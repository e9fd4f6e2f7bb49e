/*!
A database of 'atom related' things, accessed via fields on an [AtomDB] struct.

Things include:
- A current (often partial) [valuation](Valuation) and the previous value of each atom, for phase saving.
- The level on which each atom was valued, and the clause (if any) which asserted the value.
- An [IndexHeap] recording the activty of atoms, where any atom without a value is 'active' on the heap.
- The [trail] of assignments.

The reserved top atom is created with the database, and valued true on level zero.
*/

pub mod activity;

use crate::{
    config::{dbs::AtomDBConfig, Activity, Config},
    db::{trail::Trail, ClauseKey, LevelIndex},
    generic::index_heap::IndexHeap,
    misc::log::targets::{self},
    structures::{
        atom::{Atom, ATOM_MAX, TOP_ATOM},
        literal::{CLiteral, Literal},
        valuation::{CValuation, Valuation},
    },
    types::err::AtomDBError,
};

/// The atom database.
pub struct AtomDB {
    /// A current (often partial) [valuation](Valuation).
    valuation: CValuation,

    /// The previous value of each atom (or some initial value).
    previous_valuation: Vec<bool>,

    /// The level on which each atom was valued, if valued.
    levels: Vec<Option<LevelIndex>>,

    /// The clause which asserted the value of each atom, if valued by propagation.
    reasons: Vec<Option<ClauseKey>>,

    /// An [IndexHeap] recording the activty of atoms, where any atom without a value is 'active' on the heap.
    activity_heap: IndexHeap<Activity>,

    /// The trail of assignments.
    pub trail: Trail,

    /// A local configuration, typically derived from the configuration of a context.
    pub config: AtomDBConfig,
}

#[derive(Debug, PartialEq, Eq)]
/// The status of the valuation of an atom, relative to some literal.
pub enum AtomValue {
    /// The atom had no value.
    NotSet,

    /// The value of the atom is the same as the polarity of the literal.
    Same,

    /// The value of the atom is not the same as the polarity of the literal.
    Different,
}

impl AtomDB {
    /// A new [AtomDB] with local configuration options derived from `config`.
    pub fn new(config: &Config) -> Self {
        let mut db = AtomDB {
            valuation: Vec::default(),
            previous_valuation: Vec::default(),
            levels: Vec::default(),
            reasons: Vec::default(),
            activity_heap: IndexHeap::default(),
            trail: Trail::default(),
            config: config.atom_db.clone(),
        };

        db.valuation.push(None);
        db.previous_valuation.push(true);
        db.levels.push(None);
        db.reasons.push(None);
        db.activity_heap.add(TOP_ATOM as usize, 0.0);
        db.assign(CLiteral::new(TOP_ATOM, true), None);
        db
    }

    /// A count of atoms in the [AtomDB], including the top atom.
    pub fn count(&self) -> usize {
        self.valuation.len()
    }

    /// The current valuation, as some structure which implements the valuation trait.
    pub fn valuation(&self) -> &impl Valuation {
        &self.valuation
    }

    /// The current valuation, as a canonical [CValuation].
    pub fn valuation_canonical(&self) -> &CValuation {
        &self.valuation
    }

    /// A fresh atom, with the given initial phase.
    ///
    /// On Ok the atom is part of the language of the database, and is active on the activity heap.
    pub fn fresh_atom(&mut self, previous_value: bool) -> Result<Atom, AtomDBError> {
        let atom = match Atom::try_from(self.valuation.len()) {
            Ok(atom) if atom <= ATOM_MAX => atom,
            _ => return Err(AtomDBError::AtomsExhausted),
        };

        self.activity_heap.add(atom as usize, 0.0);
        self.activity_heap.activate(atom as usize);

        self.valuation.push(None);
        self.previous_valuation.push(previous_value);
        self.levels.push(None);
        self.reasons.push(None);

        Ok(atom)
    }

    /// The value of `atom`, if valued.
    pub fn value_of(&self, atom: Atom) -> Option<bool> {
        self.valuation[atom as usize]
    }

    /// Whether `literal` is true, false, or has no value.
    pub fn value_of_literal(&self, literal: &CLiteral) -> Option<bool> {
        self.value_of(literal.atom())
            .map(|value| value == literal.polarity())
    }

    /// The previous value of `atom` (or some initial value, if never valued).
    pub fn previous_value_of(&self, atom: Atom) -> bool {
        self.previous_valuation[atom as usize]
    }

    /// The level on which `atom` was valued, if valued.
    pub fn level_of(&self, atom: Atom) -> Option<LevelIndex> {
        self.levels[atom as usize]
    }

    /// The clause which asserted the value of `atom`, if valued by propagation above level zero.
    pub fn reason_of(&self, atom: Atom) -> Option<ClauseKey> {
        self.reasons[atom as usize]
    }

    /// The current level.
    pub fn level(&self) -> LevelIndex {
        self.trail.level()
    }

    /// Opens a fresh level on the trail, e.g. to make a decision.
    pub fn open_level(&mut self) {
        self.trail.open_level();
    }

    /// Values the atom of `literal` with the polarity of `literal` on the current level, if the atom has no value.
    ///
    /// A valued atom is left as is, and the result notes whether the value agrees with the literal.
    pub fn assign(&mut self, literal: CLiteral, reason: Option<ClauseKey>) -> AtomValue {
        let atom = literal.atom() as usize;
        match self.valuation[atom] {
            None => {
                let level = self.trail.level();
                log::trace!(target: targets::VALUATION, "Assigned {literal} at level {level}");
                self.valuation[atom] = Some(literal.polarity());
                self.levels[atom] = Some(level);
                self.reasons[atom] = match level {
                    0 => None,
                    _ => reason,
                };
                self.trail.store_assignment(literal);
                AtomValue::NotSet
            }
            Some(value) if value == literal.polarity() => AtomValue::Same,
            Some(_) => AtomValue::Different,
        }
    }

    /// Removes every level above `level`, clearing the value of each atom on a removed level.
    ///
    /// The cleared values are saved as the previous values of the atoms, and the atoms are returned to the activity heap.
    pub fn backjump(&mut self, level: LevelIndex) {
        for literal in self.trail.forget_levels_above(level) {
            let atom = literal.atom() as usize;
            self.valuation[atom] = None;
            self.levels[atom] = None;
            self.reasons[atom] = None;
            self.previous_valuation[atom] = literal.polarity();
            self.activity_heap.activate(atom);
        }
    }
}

————————

## [Problem]
Where in the entries does the word "active" occur? Copy out each line that has it.

## [Exercise answer]
- An [IndexHeap] recording the activty of atoms, where any atom without a value is 'active' on the heap.
    /// An [IndexHeap] recording the activty of atoms, where any atom without a value is 'active' on the heap.
    /// On Ok the atom is part of the language of the database, and is active on the activity heap.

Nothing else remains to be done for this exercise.